Only the lines from the opening of the material through the one containing "let exercise_name = name(req.exercise_name.as_deref())" should be reproduced, each exactly as it stands.

/---

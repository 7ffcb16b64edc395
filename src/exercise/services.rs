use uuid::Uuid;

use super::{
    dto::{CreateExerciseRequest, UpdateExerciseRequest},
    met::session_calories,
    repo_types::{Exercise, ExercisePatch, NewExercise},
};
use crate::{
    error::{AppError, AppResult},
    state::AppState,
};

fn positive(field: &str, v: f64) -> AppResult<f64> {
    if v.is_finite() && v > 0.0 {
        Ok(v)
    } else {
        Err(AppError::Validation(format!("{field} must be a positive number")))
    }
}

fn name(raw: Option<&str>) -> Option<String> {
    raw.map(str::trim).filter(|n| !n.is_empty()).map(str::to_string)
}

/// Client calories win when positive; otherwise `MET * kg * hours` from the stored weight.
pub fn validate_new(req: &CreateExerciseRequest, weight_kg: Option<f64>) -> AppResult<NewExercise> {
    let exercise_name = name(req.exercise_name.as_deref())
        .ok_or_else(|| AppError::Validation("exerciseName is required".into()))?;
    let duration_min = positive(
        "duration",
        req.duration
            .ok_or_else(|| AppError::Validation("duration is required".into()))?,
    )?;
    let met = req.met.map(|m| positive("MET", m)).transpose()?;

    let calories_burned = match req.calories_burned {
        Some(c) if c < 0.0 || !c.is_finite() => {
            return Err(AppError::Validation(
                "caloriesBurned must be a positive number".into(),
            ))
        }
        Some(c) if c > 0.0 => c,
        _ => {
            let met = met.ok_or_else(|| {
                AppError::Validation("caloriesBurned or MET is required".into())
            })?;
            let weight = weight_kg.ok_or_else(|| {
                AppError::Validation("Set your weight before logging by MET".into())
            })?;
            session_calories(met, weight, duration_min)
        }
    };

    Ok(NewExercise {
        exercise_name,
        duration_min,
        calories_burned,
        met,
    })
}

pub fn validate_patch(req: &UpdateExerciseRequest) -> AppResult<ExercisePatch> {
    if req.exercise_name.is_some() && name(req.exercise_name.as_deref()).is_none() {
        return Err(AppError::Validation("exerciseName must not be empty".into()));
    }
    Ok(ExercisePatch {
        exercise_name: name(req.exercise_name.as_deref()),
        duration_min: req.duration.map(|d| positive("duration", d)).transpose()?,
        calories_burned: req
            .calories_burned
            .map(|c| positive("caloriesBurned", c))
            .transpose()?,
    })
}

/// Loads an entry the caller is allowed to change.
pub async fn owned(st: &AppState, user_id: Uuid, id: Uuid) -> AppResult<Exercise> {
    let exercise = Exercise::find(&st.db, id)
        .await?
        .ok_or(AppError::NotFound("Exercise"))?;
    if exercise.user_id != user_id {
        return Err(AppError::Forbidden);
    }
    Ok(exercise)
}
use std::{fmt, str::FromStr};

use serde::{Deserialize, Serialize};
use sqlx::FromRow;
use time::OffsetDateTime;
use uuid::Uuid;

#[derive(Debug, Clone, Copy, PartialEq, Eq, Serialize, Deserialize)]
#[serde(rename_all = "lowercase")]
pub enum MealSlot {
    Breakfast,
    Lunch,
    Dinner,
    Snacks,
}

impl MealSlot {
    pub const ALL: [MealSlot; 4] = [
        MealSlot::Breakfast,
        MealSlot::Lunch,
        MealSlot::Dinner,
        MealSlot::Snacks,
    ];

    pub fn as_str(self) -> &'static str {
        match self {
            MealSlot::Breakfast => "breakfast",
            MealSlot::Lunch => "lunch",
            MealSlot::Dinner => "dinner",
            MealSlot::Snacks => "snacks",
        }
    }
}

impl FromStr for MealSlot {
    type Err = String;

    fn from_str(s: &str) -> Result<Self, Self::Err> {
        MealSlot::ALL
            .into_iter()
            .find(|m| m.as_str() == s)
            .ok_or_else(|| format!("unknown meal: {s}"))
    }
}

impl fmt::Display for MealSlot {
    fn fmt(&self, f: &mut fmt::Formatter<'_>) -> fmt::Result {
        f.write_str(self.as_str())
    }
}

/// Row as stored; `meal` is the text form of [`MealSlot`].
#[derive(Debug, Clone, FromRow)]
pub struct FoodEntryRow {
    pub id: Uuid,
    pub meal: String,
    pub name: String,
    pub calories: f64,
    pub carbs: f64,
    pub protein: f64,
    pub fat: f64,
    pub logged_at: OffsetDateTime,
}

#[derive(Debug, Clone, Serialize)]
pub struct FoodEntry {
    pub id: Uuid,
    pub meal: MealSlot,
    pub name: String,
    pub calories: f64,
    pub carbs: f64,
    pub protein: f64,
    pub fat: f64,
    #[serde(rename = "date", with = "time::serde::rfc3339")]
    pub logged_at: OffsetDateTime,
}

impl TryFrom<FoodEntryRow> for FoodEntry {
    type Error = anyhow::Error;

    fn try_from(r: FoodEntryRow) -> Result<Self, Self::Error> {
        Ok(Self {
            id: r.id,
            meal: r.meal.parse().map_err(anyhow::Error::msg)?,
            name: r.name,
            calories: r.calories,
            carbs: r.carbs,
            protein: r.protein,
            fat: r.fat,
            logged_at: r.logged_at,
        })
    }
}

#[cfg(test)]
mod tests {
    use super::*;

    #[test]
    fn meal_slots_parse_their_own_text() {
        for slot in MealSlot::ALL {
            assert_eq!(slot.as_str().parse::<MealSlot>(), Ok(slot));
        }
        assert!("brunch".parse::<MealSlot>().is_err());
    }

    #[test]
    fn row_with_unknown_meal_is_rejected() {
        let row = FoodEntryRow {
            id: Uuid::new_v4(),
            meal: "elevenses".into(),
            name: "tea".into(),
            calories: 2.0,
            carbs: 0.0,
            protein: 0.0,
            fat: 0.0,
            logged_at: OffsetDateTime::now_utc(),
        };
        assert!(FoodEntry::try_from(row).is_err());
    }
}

\---

**Exercise solution**
repository 7ffcb16b64edc395
filename src/exercise/services.rs
use uuid::Uuid;

use super::{
    dto::{CreateExerciseRequest, UpdateExerciseRequest},
    met::session_calories,
    repo_types::{Exercise, ExercisePatch, NewExercise},
};
use crate::{
    error::{AppError, AppResult},
    state::AppState,
};

fn positive(field: &str, v: f64) -> AppResult<f64> {
    if v.is_finite() && v > 0.0 {
        Ok(v)
    } else {
        Err(AppError::Validation(format!("{field} must be a positive number")))
    }
}

fn name(raw: Option<&str>) -> Option<String> {
    raw.map(str::trim).filter(|n| !n.is_empty()).map(str::to_string)
}

/// Client calories win when positive; otherwise `MET * kg * hours` from the stored weight.
pub fn validate_new(req: &CreateExerciseRequest, weight_kg: Option<f64>) -> AppResult<NewExercise> {
    let exercise_name = name(req.exercise_name.as_deref())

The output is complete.